EXCERPTED DATA below:
//! Raw frame envelope.

use bytes::{BufMut, Bytes, BytesMut};

use crate::error::{AmqError, Result};

/// Frame end octet
pub const FRAME_END: u8 = 0xCE;

/// type + channel + size
pub const FRAME_HEADER_SIZE: usize = 7;

/// Bytes a frame adds around its payload (header + end octet)
pub const FRAME_OVERHEAD: usize = FRAME_HEADER_SIZE + 1;

/// Frame type octet
#[derive(Debug, Clone, Copy, PartialEq, Eq)]
pub enum FrameType {
    /// Method frame
    Method,
    /// Content header frame
    Header,
    /// Content body frame
    Body,
    /// Heartbeat frame
    Heartbeat,
}

impl FrameType {
    /// Wire octet
    pub fn as_byte(self) -> u8 {
        match self {
            FrameType::Method => 1,
            FrameType::Header => 2,
            FrameType::Body => 3,
            FrameType::Heartbeat => 8,
        }
    }

    /// Parse a wire octet
    pub fn from_byte(byte: u8) -> Option<Self> {
        match byte {
            1 => Some(FrameType::Method),
            2 => Some(FrameType::Header),
            3 => Some(FrameType::Body),
            8 => Some(FrameType::Heartbeat),
            _ => None,
        }
    }
}

/// One protocol frame. Payload bytes are owned by the frame.
#[derive(Debug, Clone, PartialEq, Eq)]
pub struct Frame {
    /// Channel id (0 = connection)
    pub channel: u16,
    /// Frame type
    pub kind: FrameType,
    /// Frame payload
    pub payload: Bytes,
}

impl Frame {
    /// Method frame
    pub fn method(channel: u16, payload: Bytes) -> Self {
        Self {
            channel,
            kind: FrameType::Method,
            payload,
        }
    }

    /// Content header frame
    pub fn header(channel: u16, payload: Bytes) -> Self {
        Self {
            channel,
            kind: FrameType::Header,
            payload,
        }
    }

    /// Content body frame
    pub fn body(channel: u16, payload: Bytes) -> Self {
        Self {
            channel,
            kind: FrameType::Body,
            payload,
        }
    }

    /// Heartbeat frame (always channel 0)
    pub fn heartbeat() -> Self {
        Self {
            channel: 0,
            kind: FrameType::Heartbeat,
            payload: Bytes::new(),
        }
    }

    /// Size on the wire
    pub fn encoded_len(&self) -> usize {
        FRAME_OVERHEAD + self.payload.len()
    }

    /// Append the wire form to `buf`.
    pub fn encode_into(&self, buf: &mut BytesMut) {
        buf.reserve(self.encoded_len());
        buf.put_u8(self.kind.as_byte());
        buf.put_u16(self.channel);
        buf.put_u32(self.payload.len() as u32);
        buf.put_slice(&self.payload);
        buf.put_u8(FRAME_END);
    }

    /// Wire form in a fresh buffer
    pub fn encode(&self) -> Bytes {
        let mut buf = BytesMut::with_capacity(self.encoded_len());
        self.encode_into(&mut buf);
        buf.freeze()
    }

    /// Decode one frame from the front of `data`.
    ///
    /// Returns `Ok(None)` when `data` does not yet hold a whole frame,
    /// otherwise the frame and the number of bytes consumed.
    pub fn decode(data: &[u8], frame_max: u32) -> Result<Option<(Self, usize)>> {
        if data.len() < FRAME_HEADER_SIZE {
            return Ok(None);
        }

        let kind = FrameType::from_byte(data[0])
            .ok_or_else(|| AmqError::MalformedFrame(format!("unknown frame type {}", data[0])))?;
        let channel = u16::from_be_bytes([data[1], data[2]]);
        let size = u32::from_be_bytes([data[3], data[4], data[5], data[6]]);

        if frame_max != 0 && size as usize + FRAME_OVERHEAD > frame_max as usize {
            return Err(AmqError::MalformedFrame(format!(
                "frame of {} bytes exceeds frame max {frame_max}",
                size as usize + FRAME_OVERHEAD
            )));
        }

        let total = FRAME_OVERHEAD + size as usize;
        if data.len() < total {
            return Ok(None);
        }

        if data[total - 1] != FRAME_END {
            return Err(AmqError::MalformedFrame(format!(
                "bad frame end octet 0x{:02x}",
                data[total - 1]
            )));
        }

        let payload = Bytes::copy_from_slice(&data[FRAME_HEADER_SIZE..total - 1]);
        Ok(Some((
            Self {
                channel,
                kind,
                payload,
            },
            total,
        )))
    }
}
End of EXCERPTED DATA.
## THE PROBLEM
All the records are to be transcribed exactly, with no line missing.

## SOLUTION TO THIS EXERCISE
//! Raw frame envelope.

use bytes::{BufMut, Bytes, BytesMut};

use crate::error::{AmqError, Result};

/// Frame end octet
pub const FRAME_END: u8 = 0xCE;

/// type + channel + size
pub const FRAME_HEADER_SIZE: usize = 7;

/// Bytes a frame adds around its payload (header + end octet)
pub const FRAME_OVERHEAD: usize = FRAME_HEADER_SIZE + 1;

/// Frame type octet
#[derive(Debug, Clone, Copy, PartialEq, Eq)]
pub enum FrameType {
    /// Method frame
    Method,
    /// Content header frame
    Header,
    /// Content body frame
    Body,
    /// Heartbeat frame
    Heartbeat,
}

impl FrameType {
    /// Wire octet
    pub fn as_byte(self) -> u8 {
        match self {
            FrameType::Method => 1,
            FrameType::Header => 2,
            FrameType::Body => 3,
            FrameType::Heartbeat => 8,
        }
    }

    /// Parse a wire octet
    pub fn from_byte(byte: u8) -> Option<Self> {
        match byte {
            1 => Some(FrameType::Method),
            2 => Some(FrameType::Header),
            3 => Some(FrameType::Body),
            8 => Some(FrameType::Heartbeat),
            _ => None,
        }
    }
}

/// One protocol frame. Payload bytes are owned by the frame.
#[derive(Debug, Clone, PartialEq, Eq)]
pub struct Frame {
    /// Channel id (0 = connection)
    pub channel: u16,
    /// Frame type
    pub kind: FrameType,
    /// Frame payload
    pub payload: Bytes,
}

impl Frame {
    /// Method frame
    pub fn method(channel: u16, payload: Bytes) -> Self {
        Self {
            channel,
            kind: FrameType::Method,
            payload,
        }
    }

    /// Content header frame
    pub fn header(channel: u16, payload: Bytes) -> Self {
        Self {
            channel,
            kind: FrameType::Header,
            payload,
        }
    }

    /// Content body frame
    pub fn body(channel: u16, payload: Bytes) -> Self {
        Self {
            channel,
            kind: FrameType::Body,
            payload,
        }
    }

    /// Heartbeat frame (always channel 0)
    pub fn heartbeat() -> Self {
        Self {
            channel: 0,
            kind: FrameType::Heartbeat,
            payload: Bytes::new(),
        }
    }

    /// Size on the wire
    pub fn encoded_len(&self) -> usize {
        FRAME_OVERHEAD + self.payload.len()
    }

    /// Append the wire form to `buf`.
    pub fn encode_into(&self, buf: &mut BytesMut) {
        buf.reserve(self.encoded_len());
        buf.put_u8(self.kind.as_byte());
        buf.put_u16(self.channel);
        buf.put_u32(self.payload.len() as u32);
        buf.put_slice(&self.payload);
        buf.put_u8(FRAME_END);
    }

    /// Wire form in a fresh buffer
    pub fn encode(&self) -> Bytes {
        let mut buf = BytesMut::with_capacity(self.encoded_len());
        self.encode_into(&mut buf);
        buf.freeze()
    }

    /// Decode one frame from the front of `data`.
    ///
    /// Returns `Ok(None)` when `data` does not yet hold a whole frame,
    /// otherwise the frame and the number of bytes consumed.
    pub fn decode(data: &[u8], frame_max: u32) -> Result<Option<(Self, usize)>> {
        if data.len() < FRAME_HEADER_SIZE {
            return Ok(None);
        }

        let kind = FrameType::from_byte(data[0])
            .ok_or_else(|| AmqError::MalformedFrame(format!("unknown frame type {}", data[0])))?;
        let channel = u16::from_be_bytes([data[1], data[2]]);
        let size = u32::from_be_bytes([data[3], data[4], data[5], data[6]]);

        if frame_max != 0 && size as usize + FRAME_OVERHEAD > frame_max as usize {
            return Err(AmqError::MalformedFrame(format!(
                "frame of {} bytes exceeds frame max {frame_max}",
                size as usize + FRAME_OVERHEAD
            )));
        }

        let total = FRAME_OVERHEAD + size as usize;
        if data.len() < total {
            return Ok(None);
        }

        if data[total - 1] != FRAME_END {
            return Err(AmqError::MalformedFrame(format!(
                "bad frame end octet 0x{:02x}",
                data[total - 1]
            )));
        }

        let payload = Bytes::copy_from_slice(&data[FRAME_HEADER_SIZE..total - 1]);
        Ok(Some((
            Self {
                channel,
                kind,
                payload,
            },
            total,
        )))
    }
}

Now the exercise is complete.